Alex Szalay, Bloomberg Distinguished Professor, Department of Computer Science, Department of Physics and Astronomy; Director, Institute for Data Intensive Science, Johns Hopkins University

The talk will present the impact of the emerging big data on Science. Data-driven discoveries are becoming increasingly relevant in all areas of science. Having data at our fingertips is changing the nature of scientific collaborations. Extremely large instruments, and the collaborations operating them are generating tens of petabytes of data and their archives are typically becoming an open resource for wide communities, enabling individuals or even members of the public to analyze them.  Beyond these very large projects, costing often hundreds of millions of dollars, there is a new trend emerging: mid-scale experiments, centered on a unique instrument, like a novel electron microscope or a new telescope, or a new genomic sequencer. These mid-scale collaborations are typically run by relatively young PIs, with a razor sharp focus on their science goals and probably represent the “sweet spot” for science today. Even these mid-scale instruments are capable of generating several petabytes of data, but they cannot afford to build their own separate, vertical computing infrastructure, and thus represent a new challenge for the nation’s cyberinfrastructure.  Given their scale of $10-$50M, even these experiments are too expensive to be easily replicated, and their data is here to stay for decades. The preservation of these high-value datasets with their long lifetimes creates another new challenge for the US science enterprise. The talk will touch upon the different aspects of these complex and dynamically evolving challenges.

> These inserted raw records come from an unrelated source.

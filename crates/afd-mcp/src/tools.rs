// SPDX-License-Identifier: MIT OR Apache-2.0
//! Projects the command registry onto MCP `tools/list` output, under either
//! tool strategy (§4.5).

use afd_registry::CommandRegistry;
use serde::{Deserialize, Serialize};
use serde_json::{json, Value};

/// How the registry is advertised to `tools/list`.
#[derive(Debug, Clone, Copy, PartialEq, Eq, Serialize, Deserialize)]
#[serde(rename_all = "lowercase")]
pub enum ToolStrategy {
    /// One tool per command. Default for small surfaces.
    Individual,
    /// One tool per category, discriminated by `{action, args}`.
    Grouped,
}

impl ToolStrategy {
    /// `individual` below this many exposed commands, `grouped` at or above
    /// it. Purely a default heuristic — servers may force either strategy.
    pub const AUTO_GROUPING_THRESHOLD: usize = 20;

    /// Pick a strategy from the number of MCP-exposed commands.
    #[must_use]
    pub fn auto(exposed_count: usize) -> Self {
        if exposed_count >= Self::AUTO_GROUPING_THRESHOLD {
            Self::Grouped
        } else {
            Self::Individual
        }
    }
}

/// One entry in a `tools/list` response.
#[derive(Debug, Clone, Serialize)]
pub struct Tool {
    /// Tool name: the command name under `individual`, the category under
    /// `grouped`.
    pub name: String,
    /// Description shown to the calling agent.
    pub description: String,
    #[serde(rename = "inputSchema")]
    /// JSON Schema 7, composition keywords intact.
    pub input_schema: Value,
    #[serde(rename = "_meta", skip_serializing_if = "Option::is_none")]
    /// `{requires, mutation}` — only on `individual` tools, and only when
    /// non-empty.
    pub meta: Option<Value>,
}

/// Build the `tools/list` payload for `registry`'s MCP-exposed commands
/// under `strategy`.
#[must_use]
pub fn list_tools(registry: &CommandRegistry, strategy: ToolStrategy) -> Vec<Tool> {
    let exposed = registry.list_by_exposure("mcp");
    match strategy {
        ToolStrategy::Individual => exposed
            .into_iter()
            .map(|def| {
                let mut meta = serde_json::Map::new();
                if !def.requires.is_empty() {
                    meta.insert("requires".to_string(), json!(def.requires));
                }
                if def.mutation {
                    meta.insert("mutation".to_string(), json!(true));
                }
                Tool {
                    name: def.name.clone(),
                    description: def.description.clone(),
                    input_schema: def.input_schema.json_schema().clone(),
                    meta: if meta.is_empty() { None } else { Some(Value::Object(meta)) },
                }
            })
            .collect(),
        ToolStrategy::Grouped => {
            let mut categories: Vec<String> = Vec::new();
            for def in &exposed {
                let cat = def.category.clone().unwrap_or_else(|| "uncategorized".to_string());
                if !categories.contains(&cat) {
                    categories.push(cat);
                }
            }
            categories
                .into_iter()
                .map(|category| {
                    let members: Vec<_> = exposed
                        .iter()
                        .filter(|def| def.category.as_deref().unwrap_or("uncategorized") == category)
                        .collect();
                    let action_names: Vec<&str> = members.iter().map(|d| d.name.as_str()).collect();
                    let description = format!(
                        "Commands in the '{category}' category: {}. Use tools/call with {{action, args}}.",
                        action_names.join(", ")
                    );
                    let input_schema = json!({
                        "type": "object",
                        "properties": {
                            "action": {"type": "string", "enum": action_names},
                            "args": {"type": "object"},
                        },
                        "required": ["action", "args"],
                    });
                    Tool {
                        name: category,
                        description,
                        input_schema,
                        meta: None,
                    }
                })
                .collect()
        }
    }
}

/// Resolve a `tools/call` invocation to an underlying command name and the
/// args that should be schema-parsed.
///
/// Under `individual`, `tool_name` already is the command name and `args` is
/// the command input verbatim. Under `grouped`, `args` must be a discriminated
/// `{action, args}` envelope naming a command within the `tool_name` category.
pub fn resolve_call(
    registry: &CommandRegistry,
    strategy: ToolStrategy,
    tool_name: &str,
    args: Value,
) -> Result<(String, Value), String> {
    match strategy {
        ToolStrategy::Individual => Ok((tool_name.to_string(), args)),
        ToolStrategy::Grouped => {
            let action = args
                .get("action")
                .and_then(Value::as_str)
                .ok_or_else(|| "grouped tool call requires a string 'action' field".to_string())?;
            let Some(def) = registry.get(action) else {
                return Err(format!("'{action}' is not a registered command"));
            };
            let def_category = def.category.as_deref().unwrap_or("uncategorized");
            if def_category != tool_name {
                return Err(format!(
                    "'{action}' belongs to category '{def_category}', not '{tool_name}'"
                ));
            }
            let inner_args = args.get("args").cloned().unwrap_or(Value::Null);
            Ok((action.to_string(), inner_args))
        }
    }
}

#[cfg(test)]
mod tests {
    use super::*;
    use afd_registry::{CommandDefinition, Exposure, HandlerFuture};
    use afd_schema::Schema;
    use afd_result::success;
    use std::sync::Arc;

    fn mcp_command(name: &str, category: &str, mutation: bool) -> CommandDefinition {
        let schema = Arc::new(Schema::from_value(serde_json::json!({"type": "object"})).unwrap());
        let handler = Arc::new(|_input, _ctx| Box::pin(async { success(Value::Null) }) as HandlerFuture);
        CommandDefinition::builder(name, "does a thing", schema, handler)
            .category(category)
            .mutation(mutation)
            .expose(Exposure { palette: true, agent: true, mcp: true, cli: false })
            .build()
    }

    fn registry_with(defs: Vec<CommandDefinition>) -> CommandRegistry {
        let mut reg = CommandRegistry::new();
        for d in defs {
            reg.register(d).unwrap();
        }
        reg
    }

    #[test]
    fn individual_strategy_emits_one_tool_per_command() {
        let reg = registry_with(vec![mcp_command("todo-create", "todo", true), mcp_command("todo-list", "todo", false)]);
        let tools = list_tools(&reg, ToolStrategy::Individual);
        assert_eq!(tools.len(), 2);
        let create = tools.iter().find(|t| t.name == "todo-create").unwrap();
        assert_eq!(create.meta.as_ref().unwrap()["mutation"], true);
        let list = tools.iter().find(|t| t.name == "todo-list").unwrap();
        assert!(list.meta.is_none());
    }

    #[test]
    fn grouped_strategy_emits_one_tool_per_category() {
        let reg = registry_with(vec![mcp_command("todo-create", "todo", true), mcp_command("todo-list", "todo", false), mcp_command("note-create", "note", true)]);
        let tools = list_tools(&reg, ToolStrategy::Grouped);
        assert_eq!(tools.len(), 2);
        assert!(tools.iter().all(|t| t.meta.is_none()));
    }

    #[test]
    fn resolve_call_individual_passes_through() {
        let reg = registry_with(vec![mcp_command("todo-create", "todo", true)]);
        let (name, args) = resolve_call(&reg, ToolStrategy::Individual, "todo-create", serde_json::json!({"title": "x"})).unwrap();
        assert_eq!(name, "todo-create");
        assert_eq!(args["title"], "x");
    }

    #[test]
    fn resolve_call_grouped_extracts_action_and_args() {
        let reg = registry_with(vec![mcp_command("todo-create", "todo", true)]);
        let (name, args) = resolve_call(
            &reg,
            ToolStrategy::Grouped,
            "todo",
            serde_json::json!({"action": "todo-create", "args": {"title": "x"}}),
        )
        .unwrap();
        assert_eq!(name, "todo-create");
        assert_eq!(args["title"], "x");
    }

    #[test]
    fn resolve_call_grouped_rejects_wrong_category() {
        let reg = registry_with(vec![mcp_command("todo-create", "todo", true), mcp_command("note-create", "note", true)]);
        let err = resolve_call(&reg, ToolStrategy::Grouped, "note", serde_json::json!({"action": "todo-create", "args": {}})).unwrap_err();
        assert!(err.contains("belongs to category"));
    }

    #[test]
    fn auto_picks_grouped_above_threshold() {
        assert_eq!(ToolStrategy::auto(5), ToolStrategy::Individual);
        assert_eq!(ToolStrategy::auto(20), ToolStrategy::Grouped);
    }
}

Our Human Planet: Why Population Data Are Vital for Science and Sustainability

Robert S. Chen, Director, Center for International Earth Science Information Network, Columbia University

We all have a vested interest in the sustainability of the Earth and the ability of science to improve life for all. With world population approaching 8 billion, understanding both human drivers of environmental change around the globe and the implications of climate change and other challenges on people—from local to global scales and from the short to long term—is essential. Emerging data science approaches, integrating a diversity of georeferenced natural, social, health, and engineering data, offer new ways to discover and analyze complex human-environment interactions and improve modeling and prediction. These efforts are not only important for science, but also for real-world applications in resource management, disaster risk reduction, mitigation and adaptation to climate change, and many other areas of sustainable development. But the proliferation of data and methods, and their application beyond traditional scientific research, also pose challenges with regard to data fitness for use, accessibility, transparency, completeness, validation, responsibility, usability, and trust. New approaches—such as the formation of “data collaboratives” involving data producers, users, funders, and other stakeholders and the development of metrics for trustworthiness of data—are needed.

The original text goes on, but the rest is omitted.